Towards a Comprehensive Benchmark for Pathological Lymph Node Metastasis in Breast Cancer Sections
This work addresses the need for high-quality, clinically relevant benchmarks in computational pathology for AI-driven diagnostic support in breast cancer metastasis detection, though it is incremental as it builds on existing datasets.
The study reprocessed 1,399 whole slide images from Camelyon datasets to correct labels and provide expert annotations, upgrading the task from binary to four-class classification for pathological lymph node metastasis in breast cancer, and benchmarked AI methods on this cleaned dataset.
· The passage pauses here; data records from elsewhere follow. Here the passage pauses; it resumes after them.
impl<S: Schema> Record<S> {
    /// Links every owned slot of `schema` below the new record.
    ///
    /// Fails when two slots share a name, or an owned node already has a
    /// parent or fills two slots.
    pub fn new(schema: S) -> DocResult<Arc<Self>> {
        validate(&schema)?;
        Ok(Arc::new_cyclic(|this: &Weak<Self>| {
            let this: WeakNodeRef = this.clone();
            let core = NodeCore::new(this);
            for slot in schema.slots() {
                if let Some(node) = slot.node() {
                    node.core().adopt(&core, slot.name());
                }
            }

            Self { core, schema }
        }))
    }

    pub fn schema(&self) -> &S {
        &self.schema
    }

    /// Puts `node` into the [Child] slot `name`, detaching the node it held.
    ///
    /// `node` must be detached. Inside a history tree the assignment is
    /// recorded as one undoable step.
    pub fn set_child<T: Node>(&self, name: &str, node: Option<Arc<T>>) -> DocResult<()> {
        let (slot_name, current) = self
            .schema
            .slots()
            .iter()
            .find_map(|slot| match slot {
                Slot::Child { name: n, slot } if *n == name => Some((*n, slot.current())),
                _ => None,
            })
            .ok_or_else(|| self.no_child_slot(name))?;
        let node = node.map(|x| x as NodeRef);
        if same_slot_node(current.as_ref(), node.as_ref()) {
            return Ok(());
        }

        if let Some(new) = &node {
            check_detached(new, slot_name)?;
        }

        let this = self
            .core
            .this()
            .ok_or_else(|| DocError::not_found(self.core.describe()))?;
        let op = SetChildOp::<S>::new(this, slot_name, current, node);
        match self.core.history() {
            Some(history) => {
                let id = history.allocate_id();
                history.execute_in_transaction(id, "Set child", || history.execute(Box::new(op)))
            }
            None => op.apply(&OpContext::detached()),
        }
    }

    /// Swaps the node of a [Child] slot without recording. `expected` must be
    /// the node the slot holds now.
    pub(crate) fn raw_set_child(
        &self,
        name: &str,
        expected: Option<&NodeRef>,
        node: Option<NodeRef>,
    ) -> DocResult<()> {
        let slots = self.schema.slots();
        let slot = slots.iter().find_map(|slot| match slot {
            Slot::Child { name: n, slot } if *n == name => Some(*slot),
            _ => None,
        });
        let Some(slot) = slot else {
            return Err(self.no_child_slot(name));
        };

        let current = slot.current();
        if !same_slot_node(current.as_ref(), expected) {
            return Err(DocError::not_found(format!(
                "the expected node in slot `{}` of {}",
                name,
                self.core.describe()
            )));
        }

        let path = path_of(self).join(name);
        if let Some(new) = &node {
            slot.check(new, &path)?;
            check_detached(new, name)?;
            new.core().attach(&self.core, name)?;
        }

        if let Err(e) = slot.store(node.clone(), &path) {
            if let Some(new) = &node {
                new.core().detach();
            }
            return Err(e);
        }

        if let Some(old) = current {
            old.core().detach();
        }

        Ok(())
    }

    fn no_child_slot(&self, name: &str) -> DocError {
        DocError::not_found(format!("child slot `{}` of `{}`", name, S::TYPE_TAG))
    }
}

fn same_slot_node(a: Option<&NodeRef>, b: Option<&NodeRef>) -> bool {
    match (a, b) {
        (None, None) => true,
        (Some(a), Some(b)) => same_node(&**a, &**b),
        _ => false,
    }
}

fn check_detached(node: &NodeRef, name: &str) -> DocResult<()> {
    match node.core().parent() {
        Some(parent) => Err(DocError::ParentConflict {
            name: name.into(),
            parent: parent.core().describe().into_boxed_str(),
        }),
        None => Ok(()),
    }
}

fn validate<S: Schema>(schema: &S) -> DocResult<()> {
    let mut names = FxHashSet::default();
    let mut owned = FxHashSet::default();
    for (index, slot) in schema.slots().into_iter().enumerate() {
        let name = slot.name();
        if name.is_empty() || name.contains(PATH_SEPARATOR) {
            return Err(DocError::configuration(format!(
                "`{}` is not a valid slot name of `{}`",
                name,
                S::TYPE_TAG
            )));
        }

        if !names.insert(name) {
            return Err(DocError::configuration(format!(
                "slot `{}` is declared twice in `{}`",
                name,
                S::TYPE_TAG
            )));
        }

        if let Some(node) = slot.node() {
            if let Some(parent) = node.core().parent() {
                return Err(DocError::AlreadyOwned {
                    parent: parent.core().describe().into_boxed_str(),
                });
            }

            if !owned.insert(node.core().uid()) {
                return Err(DocError::DuplicateOwnership { index });
            }
        }
    }

    Ok(())
}

impl<S: Schema> Deref for Record<S> {
    type Target = S;

    fn deref(&self) -> &S {
        &self.schema
    }
}

impl<S: Schema> Node for Record<S> {
    fn core(&self) -> &NodeCore {
        &self.core
    }

    fn kind(&self) -> NodeKind {
        NodeKind::Record
    }

    fn child(&self, segment: &str) -> Option<NodeRef> {
        self.schema
            .slots()
            .into_iter()
            .find(|slot| slot.name() == segment)
            .and_then(|slot| slot.node())
    }

    fn children(&self) -> Vec<NodeRef> {
        self.schema
            .slots()
            .into_iter()
            .filter_map(|slot| slot.node())
            .collect()
    }

    fn type_tag(&self) -> Cow<'static, str> {
        Cow::Borrowed(S::TYPE_TAG)
    }

    fn to_element(&self, cx: &SerializeCx) -> DocResult<Element> {
        let mut element = Element::new(S::TYPE_TAG, &self.core.name());
        for slot in self.schema.slots() {
            match slot {
                Slot::Owned { node, .. } => element.children.push(node.to_element(cx)?),
                Slot::Child { slot, .. } => {
                    if let Some(node) = slot.current() {
                        element.children.push(node.to_element(cx)?);
                    }
                }
                Slot::Ref { name, slot } => {
                    let Some(target) = slot.target() else {
                        continue;
                    };

                    if let Some(path) = cx.reference(&*target) {
                        element.refs.push(Reference {
                            slot: name.into(),
                            path,
                        });
                    }
                }
            }
        }

        Ok(element)
    }

    fn restore_refs(&self, top: &NodeRef, refs: &[Reference]) -> DocResult<()> {
        let slots = self.schema.slots();
        for reference in refs {
            let slot = slots.iter().find_map(|slot| match slot {
                Slot::Ref { name, slot } if *name == &*reference.slot => Some(*slot),
                _ => None,
            });
            let Some(slot) = slot else {
                return Err(DocError::decode(format!(
                    "`{}` has no reference slot `{}`",
                    S::TYPE_TAG,
                    reference.slot
                )));
            };

            let node = resolve(top, &reference.path)?;
            slot.restore(node, &reference.path)?;
        }

        Ok(())
    }

    fn as_any(&self) -> &dyn Any {
        self
    }

    fn into_any(self: Arc<Self>) -> Arc<dyn Any + Send + Sync> {
        self
    }
}

impl<S: Schema> NodeType for Record<S> {
    fn static_type_tag() -> Cow<'static, str> {
        Cow::Borrowed(S::TYPE_TAG)
    }

    fn from_element(element: &Element) -> DocResult<Arc<Self>> {
        element.expect_tag(S::TYPE_TAG)?;
        let mut reader = SlotReader { element };
        Record::new(S::from_slots(&mut reader)?)
    }
}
Advances in optical microscopy scanning have significantly contributed to computational pathology (CPath) by converting traditional histopathological slides into whole slide images (WSIs). This development enables comprehensive digital reviews by pathologists and accelerates AI-driven diagnostic support for WSI analysis. Recent advances in foundational pathology models have increased the need for benchmarking tasks. The Camelyon series is one of the most widely used open-source datasets in computational pathology. However, the quality, accessibility, and clinical relevance of the labels have not been comprehensively evaluated. In this study, we reprocessed 1,399 WSIs and labels from the Camelyon-16 and Camelyon-17 datasets, removing low-quality slides, correcting erroneous labels, and providing expert pixel annotations for tumor regions in the previously unreleased test set. Based on the sizes of re-annotated tumor regions, we upgraded the binary cancer screening task to a four-class task: negative, micro-metastasis, macro-metastasis, and Isolated Tumor Cells (ITC). We reevaluated pre-trained pathology feature extractors and multiple instance learning (MIL) methods using the cleaned dataset, providing a benchmark that advances AI development in histopathology.